Studies of the ubiquitin–proteasome system in α₁-antitrypsin (AAT) deficiency have been performed using only biochemical and molecular biology techniques on human cells as well as on AAT-deficient transduced cell lines. The objective of our study was to assess the immunohistochemical and topographic features of ubiquitin in the livers of AAT-deficient children with and without active liver disease. Fourteen cases of AAT deficiency were retrieved from our archives, along with 10 control liver specimens obtained from autopsies of age-matched children with no clinical, gross anatomic, or histologic evidence of liver disease.

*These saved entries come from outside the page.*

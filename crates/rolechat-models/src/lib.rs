// Models module - data structures for API communication
pub mod completion;
pub mod requests;
pub mod responses;

use serde::{Deserialize, Deserializer, Serialize};

// Re-export commonly used types
pub use completion::{CompletionReply, CompletionRequest, ErrorBody};
pub use requests::ChatRequest;
pub use responses::{ChatResponse, Choice, Usage};

/// Helper function to deserialize string or null values
pub fn deserialize_string_or_null<'de, D>(deserializer: D) -> Result<String, D::Error>
where
    D: Deserializer<'de>,
{
    match serde_json::Value::deserialize(deserializer)? {
        serde_json::Value::String(s) => Ok(s),
        _ => Ok(String::new()),
    }
}

/// Role/content pair, the message shape shared by the completion endpoint
/// and OpenAI-compatible chat APIs
#[derive(Debug, Clone, PartialEq, Eq, Serialize, Deserialize)]
pub struct ChatMessage {
    pub role: String,
    #[serde(deserialize_with = "deserialize_string_or_null", default)]
    pub content: String,
}

impl ChatMessage {
    pub fn new(role: impl Into<String>, content: impl Into<String>) -> Self {
        Self {
            role: role.into(),
            content: content.into(),
        }
    }

    pub fn system(content: impl Into<String>) -> Self {
        Self::new("system", content)
    }

    pub fn user(content: impl Into<String>) -> Self {
        Self::new("user", content)
    }

    pub fn assistant(content: impl Into<String>) -> Self {
        Self::new("assistant", content)
    }
}

impl From<&rolechat_types::Message> for ChatMessage {
    fn from(message: &rolechat_types::Message) -> Self {
        Self::new(message.role.as_str(), message.content.clone())
    }
}
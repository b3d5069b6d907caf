// Completion server
pub mod routes;
pub mod server;

pub use routes::{create_router, AppState};
pub use server::{WebServer, WebServerConfig};
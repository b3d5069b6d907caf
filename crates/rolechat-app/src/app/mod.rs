pub mod repl;
pub mod sessions;
pub mod setup;
pub mod web_server;

pub use repl::run_repl_mode;
pub use sessions::run_sessions_command;
pub use setup::{open_chat_store, open_session_store};
pub use web_server::run_web_server;
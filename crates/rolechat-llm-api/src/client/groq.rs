use anyhow::{Context, Result};
use async_trait::async_trait;
use chrono::Utc;
use std::time::Duration;

use crate::client::LlmClient;
use rolechat_logging::{
    log_request, log_request_to_file, log_response, log_response_to_file, safe_truncate,
};
use rolechat_models::{ChatMessage, ChatRequest, ChatResponse};

/// OpenAI-compatible chat completions client (Groq, OpenAI)
pub struct GroqLlmClient {
    api_key: String,
    model: String,
    api_url: String,
    client: reqwest::Client,
    temperature: Option<f32>,
    max_tokens: Option<u32>,
    verbose: bool,
    log_to_file: bool,
}

impl GroqLlmClient {
    pub fn new(api_key: String, model: String, api_url: String) -> Self {
        Self {
            api_key,
            model,
            api_url,
            client: reqwest::Client::new(),
            temperature: None,
            max_tokens: None,
            verbose: false,
            log_to_file: false,
        }
    }

    /// Replace the HTTP client with one that gives up after `timeout`
    pub fn with_timeout(mut self, timeout: Duration) -> Result<Self> {
        self.client = reqwest::Client::builder()
            .timeout(timeout)
            .build()
            .context("Failed to build HTTP client")?;
        Ok(self)
    }

    pub fn with_sampling(mut self, temperature: Option<f32>, max_tokens: Option<u32>) -> Self {
        self.temperature = temperature;
        self.max_tokens = max_tokens;
        self
    }

    /// Dump requests and responses to stderr and/or `~/.rolechat/logs`
    pub fn with_debug_logging(mut self, verbose: bool, log_to_file: bool) -> Self {
        self.verbose = verbose;
        self.log_to_file = log_to_file;
        self
    }

    pub fn model(&self) -> &str {
        &self.model
    }

    pub fn api_url(&self) -> &str {
        &self.api_url
    }

    fn build_request(&self, messages: &[ChatMessage]) -> ChatRequest {
        let mut request = ChatRequest::new(self.model.clone(), messages.to_vec());
        request.temperature = self.temperature;
        request.max_tokens = self.max_tokens;
        request
    }
}

#[async_trait]
impl LlmClient for GroqLlmClient {
    async fn chat_completion(&self, messages: &[ChatMessage]) -> Result<String> {
        let request = serde_json::to_value(self.build_request(messages))
            .context("Failed to serialize chat request")?;

        let timestamp = Utc::now().timestamp_millis();
        log_request(&self.api_url, &request, &self.api_key, self.verbose);
        if self.log_to_file {
            if let Err(e) = log_request_to_file(&self.api_url, &request, &self.model, &self.api_key, timestamp) {
                log::warn!("Could not write request log: {:#}", e);
            }
        }

        let response = self
            .client
            .post(&self.api_url)
            .bearer_auth(&self.api_key)
            .json(&request)
            .send()
            .await
            .with_context(|| format!("Request to {} failed", self.api_url))?;

        let status = response.status();
        let response_text = response.text().await.context("Failed to read response body")?;

        log_response(status, &response_text, self.verbose);
        if self.log_to_file {
            if let Err(e) = log_response_to_file(status, &response_text, &self.model, timestamp) {
                log::warn!("Could not write response log: {:#}", e);
            }
        }

        if !status.is_success() {
            return Err(anyhow::anyhow!(
                "API request failed: {} - {}",
                status,
                safe_truncate(&response_text, 500)
            ));
        }

        let chat_response: ChatResponse = serde_json::from_str(&response_text)
            .context("Failed to decode chat completion response")?;

        if let Some(usage) = &chat_response.usage {
            log::debug!(
                "{} tokens used ({} prompt, {} completion)",
                usage.total_tokens,
                usage.prompt_tokens,
                usage.completion_tokens
            );
        }

        chat_response
            .first_content()
            .ok_or_else(|| anyhow::anyhow!("No content in response"))
    }
}
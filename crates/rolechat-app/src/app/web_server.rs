use anyhow::Result;
use colored::Colorize;

use crate::cli::ServeArgs;
use crate::config::{create_llm_client, parse_bind_addr};
use crate::web::server::{WebServer, WebServerConfig};

/// Run the completion server
pub async fn run_web_server(args: &ServeArgs, verbose: bool) -> Result<()> {
    let addr = parse_bind_addr(&args.bind, args.port)?;
    let client = create_llm_client(&args.llm, args.timeout, verbose)?;

    println!("{}", "🤖 Starting rolechat completion server...".bright_cyan().bold());
    println!("   Backend: {} ({})", args.llm.backend, args.llm.model);

    let config = WebServerConfig {
        bind_addr: addr,
        model: args.llm.model.clone(),
    };

    WebServer::new(config, client).start().await
}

Twelve of 14 cases of AAT deficiency were cirrhotic explanted livers from transplantations procedures. Two cases were noncirrhotic liver biopsies from asymptomatic patients. Periodic acid–Schiff (PAS) histochemistry and AAT immunostains were performed on all AAT-deficient liver specimens to verify the diagnosis. Immunohistochemistry with polyclonal ubiquitin antibodies was performed on all specimens. Ubiquitin immunoreactivity was present in all AAT livers while control livers were consistently negative or weakly reactive. In cirrhotic livers, ubiquitin immunoreactivity was strongest in the cytoplasm whereas the characteristic PAS-positive, diastase-resistant cytoplasmic granules appeared nonreactive. However, not all cirrhotic livers showed this pattern. Some were only focally positive (<5% of hepatocytes). In asymptomatic patients, ubiquitin staining was diffuse and moderate to prominent, and evenly distributed within individual hepatocytes and lobules. We therefore conclude that the ubiquitin–proteasome pathway is operative in the hepatocytes of AAT-deficient livers, as illustrated by the study of ubiquitin immunoreactivity. However, some AAT-deficient livers are only focally immunoreactive for ubiquitin. This may indicate an intrinsic defect of the ubiquitin–proteasome system in some patients.